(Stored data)
>>

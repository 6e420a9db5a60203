mod model_test;
mod policy_test;
mod utils_test;

use rstest::*;
use serde_json::{
    json,
    Map,
    Value,
};

use crate::graph::DependencyGraph;
use crate::links::Container;

pub const TEST_SEED: u64 = 1234;

/// A link declaration in dictionary form.
pub fn link(name: &str, target: &str, multiplicity: &str, required: bool) -> Value {
    json!({"name": name, "target_type": target, "multiplicity": multiplicity, "required": required})
}

/// Schema whose only relationship-shaped property is the reference slot for `links`.
pub fn entity(category: &str, links: Vec<Value>, required: &[&str], properties: Value) -> Value {
    let mut properties = properties.as_object().cloned().unwrap_or_default();
    for decl in &links {
        let name = decl["name"].as_str().unwrap();
        properties.insert(name.into(), link_property());
    }
    json!({
        "category": category,
        "properties": properties,
        "links": links,
        "required": required,
        "systemProperties": ["created_datetime"],
    })
}

/// Shape used by dictionaries for reference properties.
pub fn link_property() -> Value {
    json!({
        "anyOf": [
            {"type": "object", "properties": {"id": {"pattern": "^[a-f0-9]{8}$", "term": {"description": "A UUID"}}}},
            {"type": "array", "items": {"type": "object", "properties": {"id": {"pattern": "^[a-f0-9]{8}$", "term": {}}}}},
        ]
    })
}

pub fn dictionary_from(entries: Vec<(&str, Value)>) -> Map<String, Value> {
    entries.into_iter().map(|(k, v)| (k.to_string(), v)).collect()
}

pub fn graph_from(entries: Vec<(&str, Value)>) -> DependencyGraph {
    DependencyGraph::from_dictionary(&dictionary_from(entries), Container::default(), Some(TEST_SEED)).unwrap()
}

/// project <- subject <- sample, both links many_to_one and required.
#[fixture]
pub fn clinical_dictionary() -> Map<String, Value> {
    dictionary_from(vec![
        (
            "project",
            entity("administrative", vec![], &["code"], json!({"code": {"type": "string"}, "name": {"type": "string"}})),
        ),
        (
            "subject",
            entity(
                "clinical",
                vec![link("projects", "project", "many_to_one", true)],
                &["age"],
                json!({
                    "age": {"type": "integer", "minimum": 0, "maximum": 90},
                    "gender": {"enum": ["male", "female", null]},
                    "state": {"type": "string"},
                    "id": {"type": "string"},
                    "created_datetime": {"type": "string"},
                }),
            ),
        ),
        (
            "sample",
            entity(
                "biospecimen",
                vec![link("subjects", "subject", "many_to_one", true)],
                &["sample_type"],
                json!({
                    "sample_type": {"enum": ["blood", "tissue", "saliva"]},
                    "md5sum": {"type": "string"},
                    "collected_at": {"description": "The date and time of day the sample was taken"},
                    "notes": {"type": "string"},
                }),
            ),
        ),
    ])
}

#[fixture]
pub fn clinical_graph(clinical_dictionary: Map<String, Value>) -> DependencyGraph {
    DependencyGraph::from_dictionary(&clinical_dictionary, Container::default(), Some(TEST_SEED)).unwrap()
}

<<

### Directions for this task:
Extract every line above containing the word "name".

### Written solution:
pub fn link(name: &str, target: &str, multiplicity: &str, required: bool) -> Value {
    json!({"name": name, "target_type": target, "multiplicity": multiplicity, "required": required})
        let name = decl["name"].as_str().unwrap();
        properties.insert(name.into(), link_property());
            entity("administrative", vec![], &["code"], json!({"code": {"type": "string"}, "name": {"type": "string"}})),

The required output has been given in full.